## [EXERCISE INSTRUCTIONS]
Go over the listing that follows and work out how many lines have the string "filename"; reply with the number by itself.

## [MATERIAL PROVIDED]
- Opening Delimiter -

use anyhow::{Context, Result};
use chrono::{DateTime, Utc};

use rapport::config::RapportConfig;
use rapport::memory::episodes::EpisodeQuery;
use rapport::memory::types::parse_timestamp;

/// Build an episode query from command-line flags. Dates are RFC 3339.
pub fn build_query(
    limit: Option<usize>,
    min_emotional_weight: Option<f64>,
    tags: Vec<String>,
    start_date: Option<String>,
    end_date: Option<String>,
) -> Result<EpisodeQuery> {
    Ok(EpisodeQuery {
        limit,
        min_emotional_weight,
        tags: (!tags.is_empty()).then_some(tags),
        start_date: parse_date(start_date.as_deref(), "start-date")?,
        end_date: parse_date(end_date.as_deref(), "end-date")?,
    })
}

fn parse_date(raw: Option<&str>, flag: &str) -> Result<Option<DateTime<Utc>>> {
    raw.map(|s| parse_timestamp(s).with_context(|| format!("--{flag} is not an RFC 3339 timestamp: {s}")))
        .transpose()
}

pub async fn episodes(config: &RapportConfig, partner_id: &str, query: EpisodeQuery) -> Result<()> {
    let service = super::open_service(config, super::Purpose::Read)?;
    let episodes = service.get_episodes(partner_id, query).await?;
    super::print_json(&episodes)
}
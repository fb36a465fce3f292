use anyhow::{Context, Result};
use secrecy::SecretString;
use serde::Deserialize;
use std::path::{Path, PathBuf};
use std::time::Duration;
use tracing::info;

#[derive(Debug, Deserialize, Clone, Default)]
#[serde(default)]
pub struct RapportConfig {
    pub server: ServerConfig,
    pub storage: StorageConfig,
    pub embedding: EmbeddingConfig,
    pub extraction: ExtractionConfig,
    pub retrieval: RetrievalConfig,
    pub topics: TopicConfig,
}

#[derive(Debug, Deserialize, Clone)]
#[serde(default)]
pub struct ServerConfig {
    pub log_level: String,
}

#[derive(Debug, Deserialize, Clone)]
#[serde(default)]
pub struct StorageConfig {
    pub db_path: String,
}

#[derive(Debug, Deserialize, Clone)]
#[serde(default)]
pub struct EmbeddingConfig {
    /// `openai`, `local` or `none`.
    pub provider: String,
    pub model: String,
    pub cache_dir: String,
    pub base_url: String,
    #[serde(deserialize_with = "deserialize_secret")]
    pub api_key: Option<SecretString>,
    pub timeout_ms: u64,
}

#[derive(Debug, Deserialize, Clone)]
#[serde(default)]
pub struct ExtractionConfig {
    pub provider: String,
    pub model: String,
    pub base_url: String,
    #[serde(deserialize_with = "deserialize_secret")]
    pub api_key: Option<SecretString>,
    /// Wall-clock ceiling for one structured extraction call.
    pub timeout_ms: u64,
    /// Transport-level timeout handed to the HTTP client.
    pub request_timeout_ms: u64,
    /// Memories at or above this importance bump the shared-memory counter.
    pub shared_memory_threshold: f64,
    pub serialize_per_partner: bool,
}

#[derive(Debug, Deserialize, Clone)]
#[serde(default)]
pub struct RetrievalConfig {
    pub default_limit: usize,
    pub candidate_limit: usize,
    pub typed_candidate_limit: usize,
    pub min_score: f64,
}

#[derive(Debug, Deserialize, Clone)]
#[serde(default)]
pub struct TopicConfig {
    pub default_limit: usize,
    pub default_min_importance: f64,
    pub source_limit: usize,
    pub min_group_size: usize,
    pub active_days: i64,
    pub dormant_days: i64,
}

impl Default for ServerConfig {
    fn default() -> Self {
        Self {
            log_level: "info".into(),
        }
    }
}

impl Default for StorageConfig {
    fn default() -> Self {
        let db_path = default_rapport_dir()
            .join("rapport.db")
            .to_string_lossy()
            .into_owned();
        Self { db_path }
    }
}

impl Default for EmbeddingConfig {
    fn default() -> Self {
        let cache_dir = default_rapport_dir()
            .join("models")
            .to_string_lossy()
            .into_owned();
        Self {
            provider: "openai".into(),
            model: "text-embedding-ada-002".into(),
            cache_dir,
            base_url: "https://api.openai.com/v1".into(),
            api_key: None,
            timeout_ms: 15_000,
        }
    }
}

impl Default for ExtractionConfig {
    fn default() -> Self {
        Self {
            provider: "openai".into(),
            model: "gpt-4-turbo-preview".into(),
            base_url: "https://api.openai.com/v1".into(),
            api_key: None,
            timeout_ms: 25_000,
            request_timeout_ms: 30_000,
            shared_memory_threshold: 7.0,
            serialize_per_partner: true,
        }
    }
}

impl Default for RetrievalConfig {
    fn default() -> Self {
        Self {
            default_limit: 20,
            candidate_limit: 200,
            typed_candidate_limit: 100,
            min_score: 0.1,
        }
    }
}

impl Default for TopicConfig {
    fn default() -> Self {
        Self {
            default_limit: 10,
            default_min_importance: 3.0,
            source_limit: 100,
            min_group_size: 2,
            active_days: 7,
            dormant_days: 30,
        }
    }
}

impl EmbeddingConfig {
    pub fn timeout(&self) -> Duration {
        Duration::from_millis(self.timeout_ms)
    }
}

impl ExtractionConfig {
    pub fn timeout(&self) -> Duration {
        Duration::from_millis(self.timeout_ms)
    }

    pub fn request_timeout(&self) -> Duration {
        Duration::from_millis(self.request_timeout_ms)
    }
}

fn deserialize_secret<'de, D>(deserializer: D) -> Result<Option<SecretString>, D::Error>
where
    D: serde::Deserializer<'de>,
{
    Ok(Option::<String>::deserialize(deserializer)?.map(SecretString::from))
}

/// Returns `~/.rapport/`, or `./.rapport` when no home directory is known.
pub fn default_rapport_dir() -> PathBuf {
    dirs::home_dir()
        .unwrap_or_else(|| PathBuf::from("."))
        .join(".rapport")
}

/// Returns the default config file path: `~/.rapport/config.toml`
pub fn default_config_path() -> PathBuf {
    default_rapport_dir().join("config.toml")
}

impl RapportConfig {
    /// Load config from TOML file (if it exists) then apply env var overrides.
    pub fn load() -> Result<Self> {
        Self::load_from(default_config_path())
    }

    /// Load from a specific path, then apply env var overrides.
    pub fn load_from(path: impl AsRef<Path>) -> Result<Self> {
        let path = path.as_ref();
        let mut config = if path.exists() {
            let contents =
                std::fs::read_to_string(path).context("failed to read config file")?;
            toml::from_str(&contents).context("failed to parse config TOML")?
        } else {
            info!("no config file at {}, using defaults", path.display());
            RapportConfig::default()
        };

        config.apply_env_overrides();
        Ok(config)
    }

    /// Apply environment variable overrides.
    ///
    /// `RAPPORT_DB`, `RAPPORT_LOG_LEVEL`, `RAPPORT_EMBEDDING_PROVIDER` and
    /// `RAPPORT_OPENAI_API_KEY` (falling back to `OPENAI_API_KEY`). The API key
    /// only fills sections that have none configured.
    fn apply_env_overrides(&mut self) {
        if let Ok(val) = std::env::var("RAPPORT_DB") {
            self.storage.db_path = val;
        }
        if let Ok(val) = std::env::var("RAPPORT_LOG_LEVEL") {
            self.server.log_level = val;
        }
        if let Ok(val) = std::env::var("RAPPORT_EMBEDDING_PROVIDER") {
            self.embedding.provider = val;
        }
        let api_key = std::env::var("RAPPORT_OPENAI_API_KEY")
            .or_else(|_| std::env::var("OPENAI_API_KEY"))
            .ok();
        if let Some(key) = api_key {
            if self.embedding.api_key.is_none() {
                self.embedding.api_key = Some(SecretString::from(key.clone()));
            }
            if self.extraction.api_key.is_none() {
                self.extraction.api_key = Some(SecretString::from(key));
            }
        }
    }

    /// Resolve the database path, expanding `~` if needed.
    pub fn resolved_db_path(&self) -> PathBuf {
        expand_tilde(&self.storage.db_path)
    }
}

pub fn expand_tilde(path: &str) -> PathBuf {
    match (path.strip_prefix("~/"), dirs::home_dir()) {
        (Some(rest), Some(home)) => home.join(rest),
        _ => PathBuf::from(path),
    }
}
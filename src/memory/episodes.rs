//! Episodic memory persistence and filtered reads.

use chrono::{DateTime, SubsecRound, Utc};
use rusqlite::{params, params_from_iter, Row};

use super::error::StoreError;
use super::stats::EpisodeStats;
use super::store::{json_list, partner_exists, timestamp_column, SqliteStore};
use super::types::{format_timestamp, EpisodeMemory, NewEpisode};

/// Filters for [`EpisodeStore::find_episodes`]. All given filters must hold.
#[derive(Debug, Clone, Default)]
pub struct EpisodeQuery {
    /// Defaults to 20.
    pub limit: Option<usize>,
    pub min_emotional_weight: Option<f64>,
    /// Matches episodes sharing at least one tag. Empty means no tag filter.
    pub tags: Option<Vec<String>>,
    /// Inclusive.
    pub start_date: Option<DateTime<Utc>>,
    /// Inclusive.
    pub end_date: Option<DateTime<Utc>>,
}

pub const DEFAULT_EPISODE_LIMIT: usize = 20;

impl EpisodeQuery {
    fn tag_filter(&self) -> Option<&[String]> {
        self.tags.as_deref().filter(|t| !t.is_empty())
    }

    /// Weight-ranked when a weight or tag filter is present, date-ranked otherwise.
    fn ranks_by_weight(&self) -> bool {
        self.min_emotional_weight.is_some() || self.tag_filter().is_some()
    }
}

pub trait EpisodeStore: Send + Sync {
    /// Normalize and persist an episode.
    ///
    /// Fails with [`StoreError::PartnerNotFound`] if the partner row is missing.
    fn insert_episode(&self, episode: NewEpisode) -> Result<EpisodeMemory, StoreError>;

    fn find_episodes(
        &self,
        partner_id: &str,
        query: &EpisodeQuery,
    ) -> Result<Vec<EpisodeMemory>, StoreError>;

    fn episode_stats(&self, partner_id: &str) -> Result<EpisodeStats, StoreError>;
}

const EPISODE_COLUMNS: &str = "id, partner_id, title, description, emotional_weight, tags, participants, date";

fn episode_from_row(row: &Row<'_>) -> rusqlite::Result<EpisodeMemory> {
    Ok(EpisodeMemory {
        id: row.get(0)?,
        partner_id: row.get(1)?,
        title: row.get(2)?,
        description: row.get(3)?,
        emotional_weight: row.get(4)?,
        tags: json_list(row, 5)?,
        participants: json_list(row, 6)?,
        date: timestamp_column(row, 7)?,
    })
}

impl EpisodeStore for SqliteStore {
    fn insert_episode(&self, episode: NewEpisode) -> Result<EpisodeMemory, StoreError> {
        let episode = episode.normalized();
        let record = EpisodeMemory {
            id: uuid::Uuid::now_v7().to_string(),
            partner_id: episode.partner_id,
            title: episode.title,
            description: episode.description,
            emotional_weight: episode.emotional_weight,
            tags: episode.tags,
            participants: episode.participants,
            date: episode.date.unwrap_or_else(Utc::now).trunc_subsecs(6),
        };

        self.with_conn(|conn| {
            if !partner_exists(conn, &record.partner_id)? {
                return Err(StoreError::PartnerNotFound(record.partner_id.clone()));
            }
            conn.execute(
                &format!("INSERT INTO episode_memories ({EPISODE_COLUMNS}) VALUES (?1, ?2, ?3, ?4, ?5, ?6, ?7, ?8)"),
                params![
                    record.id,
                    record.partner_id,
                    record.title,
                    record.description,
                    record.emotional_weight,
                    serde_json::to_string(&record.tags)?,
                    serde_json::to_string(&record.participants)?,
                    format_timestamp(&record.date),
                ],
            )?;
            Ok(())
        })?;

        tracing::debug!(episode_id = %record.id, partner_id = %record.partner_id, "episode stored");
        Ok(record)
    }

    fn find_episodes(
        &self,
        partner_id: &str,
        query: &EpisodeQuery,
    ) -> Result<Vec<EpisodeMemory>, StoreError> {
        let mut clauses = vec!["partner_id = ?".to_string()];
        let mut values: Vec<rusqlite::types::Value> = vec![partner_id.to_string().into()];

        if let Some(min) = query.min_emotional_weight {
            clauses.push("emotional_weight >= ?".into());
            values.push(min.into());
        }
        if let Some(start) = query.start_date {
            clauses.push("date >= ?".into());
            values.push(format_timestamp(&start).into());
        }
        if let Some(end) = query.end_date {
            clauses.push("date <= ?".into());
            values.push(format_timestamp(&end).into());
        }
        if let Some(tags) = query.tag_filter() {
            let marks = vec!["?"; tags.len()].join(", ");
            clauses.push(format!(
                "EXISTS (SELECT 1 FROM json_each(episode_memories.tags) j WHERE j.value IN ({marks}))"
            ));
            values.extend(tags.iter().map(|t| t.clone().into()));
        }

        let order = if query.ranks_by_weight() {
            "emotional_weight DESC, date DESC"
        } else {
            "date DESC, emotional_weight DESC"
        };
        let limit = query.limit.unwrap_or(DEFAULT_EPISODE_LIMIT);
        values.push((limit as i64).into());

        let sql = format!(
            "SELECT {EPISODE_COLUMNS} FROM episode_memories WHERE {} ORDER BY {order} LIMIT ?",
            clauses.join(" AND ")
        );

        self.with_conn(|conn| {
            let mut stmt = conn.prepare(&sql)?;
            let rows = stmt
                .query_map(params_from_iter(values.iter()), episode_from_row)?
                .collect::<Result<Vec<_>, _>>()?;
            Ok(rows)
        })
    }

    fn episode_stats(&self, partner_id: &str) -> Result<EpisodeStats, StoreError> {
        self.with_conn(|conn| super::stats::episode_stats(conn, partner_id))
    }
}
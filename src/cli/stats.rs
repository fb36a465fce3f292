use anyhow::Result;

use rapport::config::RapportConfig;
use rapport::memory::stats::RankedValue;
use rapport::memory::types::MemoryType;

/// Display memory and episode statistics for one partner.
pub async fn stats(config: &RapportConfig, partner_id: &str) -> Result<()> {
    let service = super::open_service(config, super::Purpose::Read)?;
    let memories = service.memory_stats(partner_id).await?;
    let episodes = service.episode_stats(partner_id).await?;

    println!("Memory Statistics");
    println!("{}", "=".repeat(40));
    println!("  Total memories:      {}", memories.total_memories);
    println!("  Average importance:  {:.2}", memories.average_importance);
    println!("  Without embedding:   {}", memories.unembedded);
    println!();

    println!("By Type:");
    for t in MemoryType::ALL {
        let count = memories.by_type.get(t.as_str()).copied().unwrap_or(0);
        println!("  {:<14} {}", t.as_str(), count);
    }
    println!();

    if let Some(ref oldest) = memories.oldest_memory {
        println!("Oldest memory:         {oldest}");
    }
    if let Some(ref newest) = memories.newest_memory {
        println!("Newest memory:         {newest}");
    }
    println!();

    println!("Episode Statistics");
    println!("{}", "=".repeat(40));
    println!("  Total episodes:      {}", episodes.total_episodes);
    println!("  Average weight:      {:.2}", episodes.average_emotional_weight);
    print_ranking("Most common tags:", &episodes.most_common_tags);
    print_ranking("Frequent participants:", &episodes.frequent_participants);

    Ok(())
}

fn print_ranking(heading: &str, values: &[RankedValue]) {
    if values.is_empty() {
        return;
    }
    println!();
    println!("{heading}");
    for v in values {
        println!("  {:<20} {}", v.value, v.count);
    }
}
mod helpers;

use chrono::Utc;
use rapport::db;
use rapport::memory::types::{MemoryType, MessageSender};
use tempfile::TempDir;

#[test]
fn open_creates_new_db_at_nonexistent_path() {
    let tmp = TempDir::new().unwrap();
    let db_path = tmp.path().join("subdir").join("new.db");

    assert!(!db_path.exists());

    let conn = db::open_database(&db_path).unwrap();

    assert!(db_path.exists());
    let count: i64 = conn
        .query_row("SELECT COUNT(*) FROM memories", [], |row| row.get(0))
        .unwrap();
    assert_eq!(count, 0);
}

#[test]
fn pragmas_are_set() {
    let tmp = TempDir::new().unwrap();
    let conn = db::open_database(tmp.path().join("test.db")).unwrap();

    let timeout: i64 = conn
        .pragma_query_value(None, "busy_timeout", |row| row.get(0))
        .unwrap();
    assert_eq!(timeout, 5000);

    let journal: String = conn
        .pragma_query_value(None, "journal_mode", |row| row.get(0))
        .unwrap();
    assert_eq!(journal.to_lowercase(), "wal");

    let fk: i64 = conn
        .pragma_query_value(None, "foreign_keys", |row| row.get(0))
        .unwrap();
    assert_eq!(fk, 1);
}

#[test]
fn reopening_keeps_data() {
    let tmp = TempDir::new().unwrap();
    let path = tmp.path().join("rapport.db");

    {
        let store = rapport::memory::store::SqliteStore::new(db::open_database(&path).unwrap());
        store.create_partner("user-1", "Aoi").unwrap();
    }

    let conn = db::open_database(&path).unwrap();
    let partners: i64 = conn
        .query_row("SELECT COUNT(*) FROM partners", [], |row| row.get(0))
        .unwrap();
    assert_eq!(partners, 1);
}

#[test]
fn health_check_counts_rows() {
    let (store, partner) = helpers::store_with_partner("Aoi");
    store
        .create_message(&partner.id, MessageSender::User, "hello", None)
        .unwrap();
    helpers::insert_memory(&store, &partner.id, MemoryType::Fact, "Works as a nurse", 8.0, &[], Utc::now());

    let report = store
        .with_conn(|conn| Ok(db::check_database_health(conn)))
        .unwrap()
        .unwrap();

    assert!(report.integrity_ok);
    assert_eq!(report.schema_version, db::migrations::CURRENT_SCHEMA_VERSION);
    assert_eq!(report.partner_count, 1);
    assert_eq!(report.message_count, 1);
    assert_eq!(report.memory_count, 1);
    assert_eq!(report.unembedded_memory_count, 0);
    assert_eq!(report.episode_count, 0);
    assert_eq!(report.metrics_count, 0);
}

#[test]
fn deleting_partner_cascades() {
    let (store, partner) = helpers::store_with_partner("Aoi");
    helpers::insert_memory(&store, &partner.id, MemoryType::Fact, "Works as a nurse", 8.0, &[], Utc::now());

    store
        .with_conn(|conn| {
            conn.execute("DELETE FROM partners WHERE id = ?1", [&partner.id])?;
            Ok(())
        })
        .unwrap();

    assert_eq!(helpers::count_rows(&store, "memories"), 0);
}

#[test]
fn out_of_range_levels_are_rejected_by_schema() {
    let (store, partner) = helpers::store_with_partner("Aoi");
    let result = store.with_conn(|conn| {
        conn.execute(
            "INSERT INTO memories (id, partner_id, type, content, importance, created_at)
             VALUES ('m1', ?1, 'fact', 'x', 11.0, '2025-01-01T00:00:00.000000Z')",
            [&partner.id],
        )?;
        Ok(())
    });
    assert!(result.is_err());
}
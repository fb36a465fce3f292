//! The public facade of the memory engine.
//!
//! [`MemoryService`] wires the extractor, retrieval, topic and relationship
//! engines over one set of collaborators and exposes the operations a
//! boundary layer (the CLI here, an HTTP handler elsewhere) calls.

use std::sync::Arc;

use crate::config::RapportConfig;
use crate::embedding::EmbeddingProvider;
use crate::extraction::StructuredExtractor;

use super::blocking;
use super::directory::{MessageSource, PartnerDirectory};
use super::episodes::{EpisodeQuery, EpisodeStore};
use super::error::MemoryError;
use super::extractor::{MemoryExtractor, SummaryRequest, SummaryResponse};
use super::metrics::{MetricsOptions, MetricsStore, RelationshipAggregator, RelationshipReport};
use super::search::{RetrievalEngine, SearchRequest, SearchResponse};
use super::stats::{EpisodeStats, MemoryStats};
use super::store::{MemoryStore, SqliteStore};
use super::topics::{TopicEngine, TopicQuery};
use super::types::{ContinuingTopic, EpisodeMemory};

/// The persistence collaborators, one handle per trait.
#[derive(Clone)]
pub struct Stores {
    pub memories: Arc<dyn MemoryStore>,
    pub episodes: Arc<dyn EpisodeStore>,
    pub metrics: Arc<dyn MetricsStore>,
    pub partners: Arc<dyn PartnerDirectory>,
    pub messages: Arc<dyn MessageSource>,
}

impl Stores {
    /// Every collaborator backed by the same SQLite store.
    pub fn sqlite(store: SqliteStore) -> Self {
        let store = Arc::new(store);
        Self {
            memories: store.clone(),
            episodes: store.clone(),
            metrics: store.clone(),
            partners: store.clone(),
            messages: store,
        }
    }
}

pub struct MemoryService {
    stores: Stores,
    extractor: MemoryExtractor,
    retrieval: RetrievalEngine,
    topics: TopicEngine,
    relationships: RelationshipAggregator,
}

impl MemoryService {
    pub fn new(
        stores: Stores,
        embedder: Arc<dyn EmbeddingProvider>,
        extractor: Arc<dyn StructuredExtractor>,
        config: &RapportConfig,
    ) -> Self {
        Self {
            extractor: MemoryExtractor::new(stores.clone(), Arc::clone(&embedder), extractor, config),
            retrieval: RetrievalEngine::new(
                Arc::clone(&stores.memories),
                embedder,
                config.retrieval.clone(),
                config.embedding.timeout(),
            ),
            topics: TopicEngine::new(Arc::clone(&stores.memories), config.topics.clone()),
            relationships: RelationshipAggregator::new(
                Arc::clone(&stores.metrics),
                Arc::clone(&stores.partners),
            ),
            stores,
        }
    }

    pub fn with_sqlite(
        store: SqliteStore,
        embedder: Arc<dyn EmbeddingProvider>,
        extractor: Arc<dyn StructuredExtractor>,
        config: &RapportConfig,
    ) -> Self {
        Self::new(Stores::sqlite(store), embedder, extractor, config)
    }

    /// See [`MemoryExtractor::create_summary`].
    pub async fn create_summary(&self, request: SummaryRequest) -> Result<SummaryResponse, MemoryError> {
        self.extractor.create_summary(request).await
    }

    /// See [`RetrievalEngine::search`].
    pub async fn search_memories(&self, request: SearchRequest) -> Result<SearchResponse, MemoryError> {
        self.retrieval.search(request).await
    }

    /// Episodes matching every filter in `query`. Unknown partners yield an
    /// empty list.
    pub async fn get_episodes(
        &self,
        partner_id: &str,
        query: EpisodeQuery,
    ) -> Result<Vec<EpisodeMemory>, MemoryError> {
        let store = Arc::clone(&self.stores.episodes);
        let pid = partner_id.to_string();
        blocking(move || store.find_episodes(&pid, &query)).await
    }

    /// See [`RelationshipAggregator::get_relationship_metrics`].
    pub async fn get_relationship_metrics(
        &self,
        partner_id: &str,
        options: MetricsOptions,
    ) -> Result<RelationshipReport, MemoryError> {
        self.relationships.get_relationship_metrics(partner_id, options).await
    }

    /// See [`TopicEngine::get_ongoing_topics`].
    pub async fn get_ongoing_topics(
        &self,
        partner_id: &str,
        query: TopicQuery,
    ) -> Result<Vec<ContinuingTopic>, MemoryError> {
        self.topics.get_ongoing_topics(partner_id, query).await
    }

    pub async fn memory_stats(&self, partner_id: &str) -> Result<MemoryStats, MemoryError> {
        let store = Arc::clone(&self.stores.memories);
        let pid = partner_id.to_string();
        blocking(move || store.memory_stats(&pid)).await
    }

    pub async fn episode_stats(&self, partner_id: &str) -> Result<EpisodeStats, MemoryError> {
        let store = Arc::clone(&self.stores.episodes);
        let pid = partner_id.to_string();
        blocking(move || store.episode_stats(&pid)).await
    }
}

- Closing Delimiter -

## [RESULT FOR THIS TASK]
2